TASK INPUT:

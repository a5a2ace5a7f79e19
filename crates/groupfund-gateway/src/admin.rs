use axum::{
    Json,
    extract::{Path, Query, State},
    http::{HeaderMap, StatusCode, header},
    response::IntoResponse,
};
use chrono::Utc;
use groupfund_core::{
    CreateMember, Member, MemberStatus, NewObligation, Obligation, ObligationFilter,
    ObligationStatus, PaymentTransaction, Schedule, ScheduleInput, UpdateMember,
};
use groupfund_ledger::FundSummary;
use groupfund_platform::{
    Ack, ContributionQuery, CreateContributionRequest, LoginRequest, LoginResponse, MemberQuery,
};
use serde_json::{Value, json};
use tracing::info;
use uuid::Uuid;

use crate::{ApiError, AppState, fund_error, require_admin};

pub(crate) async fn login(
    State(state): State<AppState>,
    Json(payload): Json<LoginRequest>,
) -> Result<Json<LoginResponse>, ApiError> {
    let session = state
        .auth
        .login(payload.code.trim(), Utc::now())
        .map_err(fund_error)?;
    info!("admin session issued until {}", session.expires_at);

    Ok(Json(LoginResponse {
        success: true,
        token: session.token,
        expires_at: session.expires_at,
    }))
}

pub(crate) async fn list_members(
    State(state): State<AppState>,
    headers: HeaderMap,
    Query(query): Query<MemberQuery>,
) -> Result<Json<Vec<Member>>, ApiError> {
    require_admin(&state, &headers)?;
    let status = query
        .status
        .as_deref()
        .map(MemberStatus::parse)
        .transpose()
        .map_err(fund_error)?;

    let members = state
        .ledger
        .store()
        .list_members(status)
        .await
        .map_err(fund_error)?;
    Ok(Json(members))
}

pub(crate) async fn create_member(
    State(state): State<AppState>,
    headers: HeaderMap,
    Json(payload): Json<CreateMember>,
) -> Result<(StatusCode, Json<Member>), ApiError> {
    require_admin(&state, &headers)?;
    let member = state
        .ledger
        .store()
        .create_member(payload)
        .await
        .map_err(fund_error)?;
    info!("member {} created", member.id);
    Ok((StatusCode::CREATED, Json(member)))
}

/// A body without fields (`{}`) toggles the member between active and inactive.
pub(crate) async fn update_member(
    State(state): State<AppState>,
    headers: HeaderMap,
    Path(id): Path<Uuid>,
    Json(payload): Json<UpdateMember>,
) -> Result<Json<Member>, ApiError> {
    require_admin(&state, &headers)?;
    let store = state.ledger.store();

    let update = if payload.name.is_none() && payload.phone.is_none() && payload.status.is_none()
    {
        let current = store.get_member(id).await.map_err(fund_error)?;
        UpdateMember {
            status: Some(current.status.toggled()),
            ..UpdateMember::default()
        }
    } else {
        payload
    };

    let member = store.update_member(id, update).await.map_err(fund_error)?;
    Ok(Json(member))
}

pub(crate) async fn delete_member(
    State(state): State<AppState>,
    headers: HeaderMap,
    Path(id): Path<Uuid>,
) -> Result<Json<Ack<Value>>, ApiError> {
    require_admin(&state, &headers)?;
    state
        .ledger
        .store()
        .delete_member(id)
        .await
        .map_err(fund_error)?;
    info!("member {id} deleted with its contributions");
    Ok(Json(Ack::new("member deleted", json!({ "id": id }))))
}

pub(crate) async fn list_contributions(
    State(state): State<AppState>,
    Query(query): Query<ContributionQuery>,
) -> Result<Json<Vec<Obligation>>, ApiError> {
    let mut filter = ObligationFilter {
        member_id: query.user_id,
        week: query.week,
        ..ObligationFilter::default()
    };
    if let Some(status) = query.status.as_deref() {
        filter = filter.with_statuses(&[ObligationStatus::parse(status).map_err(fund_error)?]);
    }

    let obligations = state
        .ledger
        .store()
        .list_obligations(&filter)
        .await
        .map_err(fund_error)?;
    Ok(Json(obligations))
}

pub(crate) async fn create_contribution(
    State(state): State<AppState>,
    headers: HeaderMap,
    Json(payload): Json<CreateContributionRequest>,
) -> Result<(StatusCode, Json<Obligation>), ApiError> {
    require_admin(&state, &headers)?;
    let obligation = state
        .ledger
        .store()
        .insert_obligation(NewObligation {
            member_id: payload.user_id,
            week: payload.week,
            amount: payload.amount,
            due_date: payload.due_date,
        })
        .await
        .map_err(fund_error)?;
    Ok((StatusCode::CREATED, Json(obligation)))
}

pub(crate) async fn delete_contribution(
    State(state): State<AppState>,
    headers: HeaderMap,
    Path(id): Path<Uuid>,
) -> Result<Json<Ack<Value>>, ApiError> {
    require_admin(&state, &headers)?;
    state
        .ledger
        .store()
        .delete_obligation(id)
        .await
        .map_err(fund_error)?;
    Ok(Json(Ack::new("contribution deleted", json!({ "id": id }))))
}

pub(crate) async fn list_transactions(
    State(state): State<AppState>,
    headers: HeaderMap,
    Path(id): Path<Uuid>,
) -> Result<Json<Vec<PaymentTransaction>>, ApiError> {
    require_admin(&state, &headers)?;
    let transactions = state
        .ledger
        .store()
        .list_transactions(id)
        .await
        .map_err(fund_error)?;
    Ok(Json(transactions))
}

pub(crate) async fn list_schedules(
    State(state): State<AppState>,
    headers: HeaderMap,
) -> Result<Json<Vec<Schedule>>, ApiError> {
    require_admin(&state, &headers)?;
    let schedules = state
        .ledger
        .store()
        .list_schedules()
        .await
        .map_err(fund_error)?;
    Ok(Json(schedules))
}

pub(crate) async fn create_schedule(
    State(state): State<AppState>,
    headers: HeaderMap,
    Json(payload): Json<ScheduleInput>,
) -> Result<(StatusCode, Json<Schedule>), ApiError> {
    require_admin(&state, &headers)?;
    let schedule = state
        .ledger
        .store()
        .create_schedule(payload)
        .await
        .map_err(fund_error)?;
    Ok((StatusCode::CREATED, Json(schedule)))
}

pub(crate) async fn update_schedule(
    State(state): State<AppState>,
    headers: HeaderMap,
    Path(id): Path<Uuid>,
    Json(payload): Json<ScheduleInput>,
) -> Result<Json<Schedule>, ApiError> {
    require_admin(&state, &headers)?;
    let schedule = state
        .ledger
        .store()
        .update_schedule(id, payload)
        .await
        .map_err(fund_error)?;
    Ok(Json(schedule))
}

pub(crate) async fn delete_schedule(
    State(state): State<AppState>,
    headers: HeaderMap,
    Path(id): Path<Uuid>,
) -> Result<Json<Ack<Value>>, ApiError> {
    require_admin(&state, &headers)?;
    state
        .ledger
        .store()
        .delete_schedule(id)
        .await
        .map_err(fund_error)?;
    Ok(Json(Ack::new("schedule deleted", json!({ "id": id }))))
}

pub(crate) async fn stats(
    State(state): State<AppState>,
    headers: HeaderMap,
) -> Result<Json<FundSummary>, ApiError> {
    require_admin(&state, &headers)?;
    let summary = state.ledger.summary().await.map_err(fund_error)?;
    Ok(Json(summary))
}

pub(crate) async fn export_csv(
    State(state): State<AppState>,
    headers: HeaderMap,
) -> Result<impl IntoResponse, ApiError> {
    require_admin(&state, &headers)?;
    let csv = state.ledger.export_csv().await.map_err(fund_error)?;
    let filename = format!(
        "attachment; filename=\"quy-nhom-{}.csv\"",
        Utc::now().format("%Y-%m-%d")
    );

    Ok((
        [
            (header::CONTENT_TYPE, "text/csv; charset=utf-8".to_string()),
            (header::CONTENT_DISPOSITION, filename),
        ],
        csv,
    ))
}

WHAT THE TASK REQUIRES: Each line of the data is to be retyped exactly.

SOLUTION TO THE PROBLEM:
repository a5a2ace5a7f79e19
filename crates/groupfund-gateway/src/admin.rs
use axum::{
    Json,
    extract::{Path, Query, State},
    http::{HeaderMap, StatusCode, header},
    response::IntoResponse,
};
use chrono::Utc;
use groupfund_core::{
    CreateMember, Member, MemberStatus, NewObligation, Obligation, ObligationFilter,
    ObligationStatus, PaymentTransaction, Schedule, ScheduleInput, UpdateMember,
};
use groupfund_ledger::FundSummary;
use groupfund_platform::{
    Ack, ContributionQuery, CreateContributionRequest, LoginRequest, LoginResponse, MemberQuery,
};
use serde_json::{Value, json};
use tracing::info;
use uuid::Uuid;

use crate::{ApiError, AppState, fund_error, require_admin};

pub(crate) async fn login(
    State(state): State<AppState>,
    Json(payload): Json<LoginRequest>,
) -> Result<Json<LoginResponse>, ApiError> {
    let session = state
        .auth
        .login(payload.code.trim(), Utc::now())
        .map_err(fund_error)?;
    info!("admin session issued until {}", session.expires_at);

    Ok(Json(LoginResponse {
        success: true,
        token: session.token,
        expires_at: session.expires_at,
    }))
}

pub(crate) async fn list_members(
    State(state): State<AppState>,
    headers: HeaderMap,
    Query(query): Query<MemberQuery>,
) -> Result<Json<Vec<Member>>, ApiError> {
    require_admin(&state, &headers)?;
    let status = query
        .status
        .as_deref()
        .map(MemberStatus::parse)
        .transpose()
        .map_err(fund_error)?;

    let members = state
        .ledger
        .store()
        .list_members(status)
        .await
        .map_err(fund_error)?;
    Ok(Json(members))
}

pub(crate) async fn create_member(
    State(state): State<AppState>,
    headers: HeaderMap,
    Json(payload): Json<CreateMember>,
) -> Result<(StatusCode, Json<Member>), ApiError> {
    require_admin(&state, &headers)?;
    let member = state
        .ledger
        .store()
        .create_member(payload)
        .await
        .map_err(fund_error)?;
    info!("member {} created", member.id);
    Ok((StatusCode::CREATED, Json(member)))
}

/// A body without fields (`{}`) toggles the member between active and inactive.
pub(crate) async fn update_member(
    State(state): State<AppState>,
    headers: HeaderMap,
    Path(id): Path<Uuid>,
    Json(payload): Json<UpdateMember>,
) -> Result<Json<Member>, ApiError> {
    require_admin(&state, &headers)?;
    let store = state.ledger.store();

    let update = if payload.name.is_none() && payload.phone.is_none() && payload.status.is_none()
    {
        let current = store.get_member(id).await.map_err(fund_error)?;
        UpdateMember {
            status: Some(current.status.toggled()),
            ..UpdateMember::default()
        }
    } else {
        payload
    };

    let member = store.update_member(id, update).await.map_err(fund_error)?;
    Ok(Json(member))
}

pub(crate) async fn delete_member(
    State(state): State<AppState>,
    headers: HeaderMap,
    Path(id): Path<Uuid>,
) -> Result<Json<Ack<Value>>, ApiError> {
    require_admin(&state, &headers)?;
    state
        .ledger
        .store()
        .delete_member(id)
        .await
        .map_err(fund_error)?;
    info!("member {id} deleted with its contributions");
    Ok(Json(Ack::new("member deleted", json!({ "id": id }))))
}

pub(crate) async fn list_contributions(
    State(state): State<AppState>,
    Query(query): Query<ContributionQuery>,
) -> Result<Json<Vec<Obligation>>, ApiError> {
    let mut filter = ObligationFilter {
        member_id: query.user_id,
        week: query.week,
        ..ObligationFilter::default()
    };
    if let Some(status) = query.status.as_deref() {
        filter = filter.with_statuses(&[ObligationStatus::parse(status).map_err(fund_error)?]);
    }

    let obligations = state
        .ledger
        .store()
        .list_obligations(&filter)
        .await
        .map_err(fund_error)?;
    Ok(Json(obligations))
}

pub(crate) async fn create_contribution(
    State(state): State<AppState>,
    headers: HeaderMap,
    Json(payload): Json<CreateContributionRequest>,
) -> Result<(StatusCode, Json<Obligation>), ApiError> {
    require_admin(&state, &headers)?;
    let obligation = state
        .ledger
        .store()
        .insert_obligation(NewObligation {
            member_id: payload.user_id,
            week: payload.week,
            amount: payload.amount,
            due_date: payload.due_date,
        })
        .await
        .map_err(fund_error)?;
    Ok((StatusCode::CREATED, Json(obligation)))
}

pub(crate) async fn delete_contribution(
    State(state): State<AppState>,
    headers: HeaderMap,
    Path(id): Path<Uuid>,
) -> Result<Json<Ack<Value>>, ApiError> {
    require_admin(&state, &headers)?;
    state
        .ledger
        .store()
        .delete_obligation(id)
        .await
        .map_err(fund_error)?;
    Ok(Json(Ack::new("contribution deleted", json!({ "id": id }))))
}

pub(crate) async fn list_transactions(
    State(state): State<AppState>,
    headers: HeaderMap,
    Path(id): Path<Uuid>,
) -> Result<Json<Vec<PaymentTransaction>>, ApiError> {
    require_admin(&state, &headers)?;
    let transactions = state
        .ledger
        .store()
        .list_transactions(id)
        .await
        .map_err(fund_error)?;
    Ok(Json(transactions))
}

pub(crate) async fn list_schedules(
    State(state): State<AppState>,
    headers: HeaderMap,
) -> Result<Json<Vec<Schedule>>, ApiError> {
    require_admin(&state, &headers)?;
    let schedules = state
        .ledger
        .store()
        .list_schedules()
        .await
        .map_err(fund_error)?;
    Ok(Json(schedules))
}

pub(crate) async fn create_schedule(
    State(state): State<AppState>,
    headers: HeaderMap,
    Json(payload): Json<ScheduleInput>,
) -> Result<(StatusCode, Json<Schedule>), ApiError> {
    require_admin(&state, &headers)?;
    let schedule = state
        .ledger
        .store()
        .create_schedule(payload)
        .await
        .map_err(fund_error)?;
    Ok((StatusCode::CREATED, Json(schedule)))
}

pub(crate) async fn update_schedule(
    State(state): State<AppState>,
    headers: HeaderMap,
    Path(id): Path<Uuid>,
    Json(payload): Json<ScheduleInput>,
) -> Result<Json<Schedule>, ApiError> {
    require_admin(&state, &headers)?;
    let schedule = state
        .ledger
        .store()
        .update_schedule(id, payload)
        .await
        .map_err(fund_error)?;
    Ok(Json(schedule))
}

pub(crate) async fn delete_schedule(
    State(state): State<AppState>,
    headers: HeaderMap,
    Path(id): Path<Uuid>,
) -> Result<Json<Ack<Value>>, ApiError> {
    require_admin(&state, &headers)?;
    state
        .ledger
        .store()
        .delete_schedule(id)
        .await
        .map_err(fund_error)?;
    Ok(Json(Ack::new("schedule deleted", json!({ "id": id }))))
}

pub(crate) async fn stats(
    State(state): State<AppState>,
    headers: HeaderMap,
) -> Result<Json<FundSummary>, ApiError> {
    require_admin(&state, &headers)?;
    let summary = state.ledger.summary().await.map_err(fund_error)?;
    Ok(Json(summary))
}

pub(crate) async fn export_csv(
    State(state): State<AppState>,
    headers: HeaderMap,
) -> Result<impl IntoResponse, ApiError> {
    require_admin(&state, &headers)?;
    let csv = state.ledger.export_csv().await.map_err(fund_error)?;
    let filename = format!(
        "attachment; filename=\"quy-nhom-{}.csv\"",
        Utc::now().format("%Y-%m-%d")
    );

    Ok((
        [
            (header::CONTENT_TYPE, "text/csv; charset=utf-8".to_string()),
            (header::CONTENT_DISPOSITION, filename),
        ],
        csv,
    ))
}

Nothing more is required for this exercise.